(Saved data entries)
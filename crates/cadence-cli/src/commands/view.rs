use anyhow::{anyhow, Result};
use cadence_core::error::CoreError;
use cadence_core::recurrence::preview_occurrences;
use chrono::Duration;

use crate::app::App;
use crate::cli::{AgendaCommand, DayCommand, NextCommand};
use crate::parser::{parse_date, parse_optional_date};
use crate::util::resolve_task_id;
use crate::views::table::{display_agenda, display_instances, display_occurrences};

pub async fn show_day(app: &App, command: DayCommand) -> Result<()> {
    let date = parse_optional_date(command.date.as_deref(), app.today)?;
    let templates = app.templates.load().await?;
    let ledger = app.load_ledger().await?;

    let instances = app.manager.materialize_for_date(&templates, date, &ledger);
    display_instances(&instances, app.today);
    Ok(())
}

pub async fn show_agenda(app: &App, command: AgendaCommand) -> Result<()> {
    let from = parse_optional_date(command.from.as_deref(), app.today)?;
    let to = match command.to.as_deref() {
        Some(to) => parse_date(to, app.today)?,
        None => from + Duration::days(6),
    };
    if from > to {
        return Err(anyhow!(CoreError::InvalidInput(format!(
            "--from ({}) is after --to ({})",
            from, to
        ))));
    }

    let templates = app.templates.load().await?;
    let ledger = app.load_ledger().await?;

    let agenda = app.manager.materialize_for_range(&templates, from, to, &ledger);
    display_agenda(&agenda, app.today);
    Ok(())
}

pub async fn show_actionable(app: &App, command: DayCommand) -> Result<()> {
    let today = parse_optional_date(command.date.as_deref(), app.today)?;
    let templates = app.templates.load().await?;
    let ledger = app.load_ledger().await?;

    let instances = app.manager.actionable_instances(&templates, today, &ledger);
    display_instances(&instances, today);
    Ok(())
}

pub async fn show_next(app: &App, command: NextCommand) -> Result<()> {
    let templates = app.templates.load().await?;
    let template = resolve_task_id(&templates, &command.id)?;
    let Some(rule) = template.recurrence_rule() else {
        return Err(anyhow!(CoreError::InvalidInput(format!(
            "Task '{}' does not repeat",
            template.name
        ))));
    };

    let from = parse_optional_date(command.from.as_deref(), app.today)?;
    println!("{}: {}", template.name, rule);
    display_occurrences(template, &preview_occurrences(&rule, from, command.count), app.today);
    Ok(())
}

_Exercise prompt_: Using the data above, reproduce exactly the lines between those holding "use cadence_core::error::CoreError;" and "pub async fn show_day(app: &App, command: DayCommand)", inclusive, and no others.

_Answer below_:
use cadence_core::error::CoreError;
use cadence_core::recurrence::preview_occurrences;
use chrono::Duration;

use crate::app::App;
use crate::cli::{AgendaCommand, DayCommand, NextCommand};
use crate::parser::{parse_date, parse_optional_date};
use crate::util::resolve_task_id;
use crate::views::table::{display_agenda, display_instances, display_occurrences};

pub async fn show_day(app: &App, command: DayCommand) -> Result<()> {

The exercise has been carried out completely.